Cytokine production in whole blood cell cultures of patients undergoing therapy with biological response modifiers or 5-fluorouracil

We have measured the levels of interferon gamma (IFN gamma), tumor necrosis factor alpha (TNF alpha), interleukin-1 alpha (IL-1 alpha), IL-1 beta, and IL-2 in the whole blood cell culture supernatants of 43 tumor patients undergoing a treatment with biological response modifiers or a conventional therapy with 5-fluorouracil and leucovorin. In the blood cell cultures of the 16 patients who received 5-fluorouracil and leucovorin IFN gamma levels decreased (P < or = 0.01) and TNF alpha levels rose (P < or = 0.05) during each therapy cycle.
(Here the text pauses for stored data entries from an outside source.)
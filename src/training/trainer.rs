//! Offline training pipeline
//!
//! 1. guard against undersized datasets
//! 2. deterministic train/validation split
//! 3. fit, calibrate the classifier temperature and evaluate on the
//!    validation partition
//! 4. package an artifact with provenance
//! 5. judge it against the quality floor and activate it when it passes

use chrono::Utc;
use serde::Serialize;
use std::fmt;
use std::sync::Arc;

use crate::data::dataset::{Outcome, TrainingDataset, TrainingExample};
use crate::features::{FEATURE_COUNT, FEATURE_SCHEMA_VERSION};
use crate::game::PlayCall;
use crate::models::metrics::{classification_metrics, regression_metrics};
use crate::models::{
    version_id, ArtifactMetadata, EvaluationMetrics, LinearRegressor, ModelArtifact, ModelKind,
    Predictor, SoftmaxClassifier,
};
use crate::registry::ModelRegistry;
use crate::training::cancel::CancellationToken;
use crate::training::config::TrainingConfig;
use crate::{DecisionServiceError, Result};

/// What happened to the artifact a training run produced.
#[derive(Debug, Clone, Copy, PartialEq, Eq, Serialize)]
#[serde(rename_all = "kebab-case")]
pub enum ActivationStatus {
    Accepted,
    RejectedForQuality,
    RejectedForInsufficientData,
}

impl ActivationStatus {
    pub fn as_str(&self) -> &'static str {
        match self {
            ActivationStatus::Accepted => "accepted",
            ActivationStatus::RejectedForQuality => "rejected-for-quality",
            ActivationStatus::RejectedForInsufficientData => "rejected-for-insufficient-data",
        }
    }
}

impl fmt::Display for ActivationStatus {
    fn fmt(&self, f: &mut fmt::Formatter<'_>) -> fmt::Result {
        f.write_str(self.as_str())
    }
}

#[derive(Debug, Clone)]
pub struct TrainingResult {
    pub artifact: Arc<ModelArtifact>,
    pub status: ActivationStatus,
    pub train_examples: usize,
    pub validation_examples: usize,
}

impl TrainingResult {
    pub fn metrics(&self) -> &EvaluationMetrics {
        self.artifact.metrics()
    }
}

// ============================================================================
// SPLIT
// ============================================================================

fn mix(id: u64, seed: u64) -> u64 {
    // splitmix64 finaliser
    let mut z = id ^ seed.wrapping_mul(0x9E37_79B9_7F4A_7C15);
    z = (z ^ (z >> 30)).wrapping_mul(0xBF58_476D_1CE4_E5B9);
    z = (z ^ (z >> 27)).wrapping_mul(0x94D0_49BB_1331_11EB);
    z ^ (z >> 31)
}

/// Partition examples into (train, validation).
///
/// Examples are ordered by a seeded hash of their id (ties by id) and the
/// first `round(n * validation_split)` go to validation, keeping at least
/// one example on each side. The result does not depend on arrival order.
pub fn split_examples(
    examples: &[TrainingExample],
    validation_split: f64,
    seed: u64,
) -> (Vec<&TrainingExample>, Vec<&TrainingExample>) {
    let mut ordered: Vec<&TrainingExample> = examples.iter().collect();
    ordered.sort_by_key(|e| (mix(e.id, seed), e.id));

    let n = ordered.len();
    if n < 2 {
        return (ordered, Vec::new());
    }
    let validation = ((n as f64 * validation_split).round() as usize).clamp(1, n - 1);
    let train = ordered.split_off(validation);
    (train, ordered)
}

// ============================================================================
// TRAINER
// ============================================================================

pub struct Trainer {
    config: TrainingConfig,
}

impl Trainer {
    pub fn new(config: TrainingConfig) -> Self {
        Self { config }
    }

    pub fn config(&self) -> &TrainingConfig {
        &self.config
    }

    /// Fit, evaluate and package an artifact without touching any registry.
    ///
    /// The returned artifact carries its quality verdict; a failed floor is
    /// not an error here.
    pub fn fit(
        &self,
        dataset: &TrainingDataset,
        cancel: &CancellationToken,
    ) -> Result<(ModelArtifact, usize, usize)> {
        let config = &self.config;
        if dataset.kind() != config.model_kind() {
            return Err(DecisionServiceError::InvalidConfig(format!(
                "dataset holds {} examples but the run trains a {}",
                dataset.kind(),
                config.model_kind()
            )));
        }
        if dataset.len() < config.min_examples() {
            return Err(DecisionServiceError::InsufficientData {
                available: dataset.len(),
                required: config.min_examples(),
            });
        }
        cancel.check()?;

        let (train, validation) =
            split_examples(dataset.examples(), config.validation_split(), config.split_seed());
        log::info!(
            "🧠 Training {} '{}' on {} examples ({} held out, snapshot {})",
            config.model_kind(),
            config.model_name(),
            train.len(),
            validation.len(),
            dataset.snapshot_id()
        );
        cancel.check()?;

        let train_rows: Vec<[f64; FEATURE_COUNT]> = train.iter().map(|e| *e.features.values()).collect();
        let validation_rows: Vec<[f64; FEATURE_COUNT]> =
            validation.iter().map(|e| *e.features.values()).collect();

        let (predictor, metrics) = match config.model_kind() {
            ModelKind::DecisionClassifier => {
                let labels = PlayCall::ALL.to_vec();
                let train_targets = label_indices(&train, &labels)?;
                let validation_targets = label_indices(&validation, &labels)?;
                let model = SoftmaxClassifier::fit(
                    &train_rows,
                    &train_targets,
                    labels.clone(),
                    &config.fit_params(),
                    cancel,
                )?
                .calibrate(&validation_rows, &validation_targets);
                log::info!(
                    "🌡️ Calibrated temperature {:.3} on {} held-out examples",
                    model.temperature(),
                    validation_rows.len()
                );
                cancel.check()?;
                let probabilities: Vec<Vec<f64>> =
                    validation_rows.iter().map(|r| model.predict_proba(r)).collect();
                let metrics = classification_metrics(&probabilities, &validation_targets, &labels);
                (
                    Predictor::Classifier(model),
                    EvaluationMetrics::Classification(metrics),
                )
            }
            ModelKind::OutcomeRegressor => {
                let train_targets = values(&train)?;
                let validation_targets = values(&validation)?;
                let model = LinearRegressor::fit(&train_rows, &train_targets, config.fit_params().l2)?;
                cancel.check()?;
                let predictions: Vec<f64> = validation_rows.iter().map(|r| model.predict(r)).collect();
                let metrics =
                    regression_metrics(&predictions, &validation_targets, model.residual_std());
                (
                    Predictor::Regressor(model),
                    EvaluationMetrics::Regression(metrics),
                )
            }
        };

        let verdict = config.quality_floor().judge(&metrics);
        let created_at = Utc::now();
        let metadata = ArtifactMetadata {
            name: config.model_name().to_string(),
            version: version_id(created_at, dataset.snapshot_id()),
            kind: config.model_kind(),
            schema_version: FEATURE_SCHEMA_VERSION,
            snapshot_id: dataset.snapshot_id().to_string(),
            training_examples: train.len(),
            metrics,
            verdict,
            created_at,
        };
        let artifact = ModelArtifact::new(metadata, predictor)?;
        let (metric, value) = artifact.metrics().headline();
        log::info!(
            "📊 {}@{}: {} = {:.4} ({})",
            artifact.name(),
            artifact.version(),
            metric,
            value,
            artifact.verdict().floor
        );
        Ok((artifact, train.len(), validation.len()))
    }

    /// Full run: fit, judge and activate in `registry` when the floor is met.
    pub fn train(
        &self,
        dataset: &TrainingDataset,
        registry: &ModelRegistry,
        cancel: &CancellationToken,
    ) -> Result<TrainingResult> {
        let (artifact, train_examples, validation_examples) = self.fit(dataset, cancel)?;
        let artifact = Arc::new(artifact);

        let status = if artifact.passed_quality() {
            cancel.check()?;
            registry.activate(self.config.model_name(), Arc::clone(&artifact))?;
            ActivationStatus::Accepted
        } else {
            log::warn!(
                "⚠️ {}@{} rejected: does not meet {}",
                artifact.name(),
                artifact.version(),
                artifact.verdict().floor
            );
            ActivationStatus::RejectedForQuality
        };

        Ok(TrainingResult {
            artifact,
            status,
            train_examples,
            validation_examples,
        })
    }
}

fn label_indices(examples: &[&TrainingExample], labels: &[PlayCall]) -> Result<Vec<usize>> {
    examples
        .iter()
        .map(|e| match e.outcome {
            Outcome::Decision(call) => labels.iter().position(|l| *l == call).ok_or_else(|| {
                DecisionServiceError::InvalidConfig(format!("unknown label {}", call))
            }),
            Outcome::Value(_) => Err(DecisionServiceError::InvalidConfig(format!(
                "example {} has no play call",
                e.id
            ))),
        })
        .collect()
}

fn values(examples: &[&TrainingExample]) -> Result<Vec<f64>> {
    examples
        .iter()
        .map(|e| match e.outcome {
            Outcome::Value(v) => Ok(v),
            Outcome::Decision(_) => Err(DecisionServiceError::InvalidConfig(format!(
                "example {} has no outcome value",
                e.id
            ))),
        })
        .collect()
}
//! # Fourth and Short
//!
//! Decision service for football analytics: turns historical game-situation
//! records into decision models and serves recommendations under load.
//!
//! ## Features
//!
//! - **Feature Extraction**: one versioned schema shared by training and serving
//! - **Training**: deterministic split, softmax classifier / ridge regressor, quality floor
//! - **Model Registry**: atomic activation, bounded history, rollback
//! - **Decision Engine**: tie-breaking, confidence floor, freshness
//! - **Server Components**: axum recommendation API with latency budget
//!
//! ## Usage
//!
//! ```rust,no_run
//! use std::sync::Arc;
//! use fourth_and_short::{
//!     decision::{DecisionEngine, DecisionPolicy},
//!     game::GameState,
//!     registry::ModelRegistry,
//! };
//!
//! let registry = Arc::new(ModelRegistry::default());
//! let engine = DecisionEngine::new(registry, DecisionPolicy::default());
//! let state = GameState::builder(4, 1, 35).score_diff(-3).time_remaining(120).build()?;
//! let _ = engine.decide(&state);
//! # Ok::<(), fourth_and_short::DecisionServiceError>(())
//! ```

// ============================================================================
// PUBLIC API MODULES
// ============================================================================

/// Game situations and their validation
pub mod game;

/// Versioned feature schema and extractor
pub mod features;

/// Historical records, datasets, synthetic history and CSV ingestion
pub mod data;

/// Fitted predictors, artifacts, metrics and artifact persistence
pub mod models;

/// Process-wide registry of active model artifacts
pub mod registry;

/// Offline training pipeline
pub mod training;

/// Decision engine and policy
pub mod decision;

/// Server components (decision API)
pub mod servers;

/// SQLite ledger of trained models and served requests
pub mod storage;

/// Logger initialisation for the binaries
pub mod logging;

// ============================================================================
// PUBLIC API RE-EXPORTS
// ============================================================================

pub use decision::{DecisionEngine, DecisionPolicy, DecisionResult};
pub use features::{extract, FeatureVector, FEATURE_SCHEMA_VERSION};
pub use game::{GameState, PlayCall, ValidationError};
pub use models::{ModelArtifact, ModelKind};
pub use registry::ModelRegistry;
pub use servers::{DecisionApiConfig, DecisionApiServer};
pub use training::{ActivationStatus, CancellationToken, Trainer, TrainingConfig, TrainingResult};

// ============================================================================
// ERROR TYPES
// ============================================================================

/// Main error type for the decision service
#[derive(Debug, thiserror::Error)]
pub enum DecisionServiceError {
    #[error(transparent)]
    Validation(#[from] ValidationError),

    #[error("invalid record at row {row}: {source}")]
    InvalidRecord {
        row: usize,
        #[source]
        source: ValidationError,
    },

    #[error("example id {id} appears more than once in the dataset")]
    DuplicateExample { id: u64 },

    #[error("insufficient data: {available} examples, at least {required} required")]
    InsufficientData { available: usize, required: usize },

    #[error("{metric} = {value:.4} does not meet the quality floor {floor:.4}")]
    QualityBelowFloor {
        metric: &'static str,
        value: f64,
        floor: f64,
    },

    #[error("feature schema mismatch: expected v{expected}, artifact {artifact} uses v{found}")]
    SchemaMismatch {
        expected: u32,
        found: u32,
        artifact: String,
    },

    #[error("model {model} ({version}) is a {found}, expected a {expected}")]
    ModelKindMismatch {
        model: String,
        version: String,
        expected: ModelKind,
        found: ModelKind,
    },

    #[error("model {model} has no active version")]
    ModelUnavailable { model: String },

    #[error("model {model} has no prior version to roll back to")]
    NoPriorVersion { model: String },

    #[error("model {model} already holds a different artifact as version {version}")]
    VersionConflict { model: String, version: String },

    #[error("training run cancelled")]
    Cancelled,

    #[error("invalid configuration: {0}")]
    InvalidConfig(String),

    #[error("artifact error: {0}")]
    Artifact(String),

    #[error("storage error: {0}")]
    Storage(#[from] rusqlite::Error),

    #[error("csv error: {0}")]
    Csv(#[from] csv::Error),

    #[error("IO error: {0}")]
    Io(#[from] std::io::Error),
}

impl DecisionServiceError {
    /// Stable label for logs and metrics
    pub fn kind(&self) -> &'static str {
        match self {
            Self::Validation(_) => "validation_error",
            Self::InvalidRecord { .. } => "invalid_record",
            Self::DuplicateExample { .. } => "duplicate_example",
            Self::InsufficientData { .. } => "insufficient_data",
            Self::QualityBelowFloor { .. } => "quality_below_floor",
            Self::SchemaMismatch { .. } => "schema_mismatch",
            Self::ModelKindMismatch { .. } => "model_kind_mismatch",
            Self::ModelUnavailable { .. } => "model_unavailable",
            Self::NoPriorVersion { .. } => "no_prior_version",
            Self::VersionConflict { .. } => "version_conflict",
            Self::Cancelled => "cancelled",
            Self::InvalidConfig(_) => "invalid_config",
            Self::Artifact(_) => "artifact_error",
            Self::Storage(_) => "storage_error",
            Self::Csv(_) => "csv_error",
            Self::Io(_) => "io_error",
        }
    }
}

/// Result type alias for convenience
pub type Result<T> = std::result::Result<T, DecisionServiceError>;

// ============================================================================
// LIBRARY VERSION INFO
// ============================================================================

/// Library version information
pub const VERSION: &str = env!("CARGO_PKG_VERSION");

/// Library name
pub const NAME: &str = env!("CARGO_PKG_NAME");

/// Library description
pub const DESCRIPTION: &str = env!("CARGO_PKG_DESCRIPTION");
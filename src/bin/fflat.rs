use std::process::ExitCode;

use anyhow::Result;
use log::error;

use file_gather::prelude::*;

fn run() -> Result<()> {
    let matches = flatten_command().get_matches();

    init_logger(get_verbosity(&matches), get_log_file(&matches)?.as_deref())?;

    let options = flatten_options(&matches)?;
    flatten_files(options)?;

    Ok(())
}

fn main() -> ExitCode {
    human_panic::setup_panic!();

    match run() {
        Ok(()) => ExitCode::SUCCESS,
        Err(e) => {
            if log::log_enabled!(log::Level::Error) {
                error!("Error: {e:#}");
            } else {
                eprintln!("Error: {e:#}");
            }
            ExitCode::FAILURE
        }
    }
}
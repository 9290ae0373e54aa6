//! Filename matching functionality
//!
//! This module contains the suffix filter applied to every entry found
//! during traversal.

use std::path::Path;

/// Checks whether the file name of `path` ends with `suffix`
///
/// The comparison is case-sensitive and made on the raw file name, so names
/// that are not valid Unicode can still match. A path without a file name
/// component (such as `..`) never matches.
pub fn has_suffix(path: &Path, suffix: &str) -> bool {
    path.file_name()
        .is_some_and(|name| name.as_encoded_bytes().ends_with(suffix.as_bytes()))
}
However, in the blood samples a declining number of total leukocytes and lymphocytes was measured (P < or = 0.05). Progressive disease could be correlated to a tendency towards lower IFN gamma levels in the pretherapeutic cultures of these patients. The second group analyzed consisted of 8 patients receiving a low-dose IL-1 beta therapy. In this group we found either an unchanged or an augmented IFN gamma production of the blood cells during treatment. In the group of 13 patients receiving low-dose recombinant IL-2 (< or = 4.5 x 10(6) IU m-2 day-1) significantly increasing IFN gamma levels were seen in the blood cell cultures during the therapy (P < or = 0.05), although total leukocyte counts decreased. In this group, 4 had stable disease for at least 2 months and 9 patients had tumor progression under therapy. In the cultures of the latter a tendency towards lower IFN gamma values was found. Finally, the cytokine production in the blood cell cultures of 6 patients receiving a combination therapy of IFN alpha and high-dose IL-2 was studied. During this therapy a dramatically reduced production not only of IFN gamma but also of all other measured cytokines was found. In this group all patients had tumor progression under therapy. It is concluded that the measurements of cytokine production in a reproducible whole blood culture system may be useful for monitoring immunological therapies and may help us to find out which doses of biological response modifiers have enhancing or suppressive effects on the functions of the immune cells.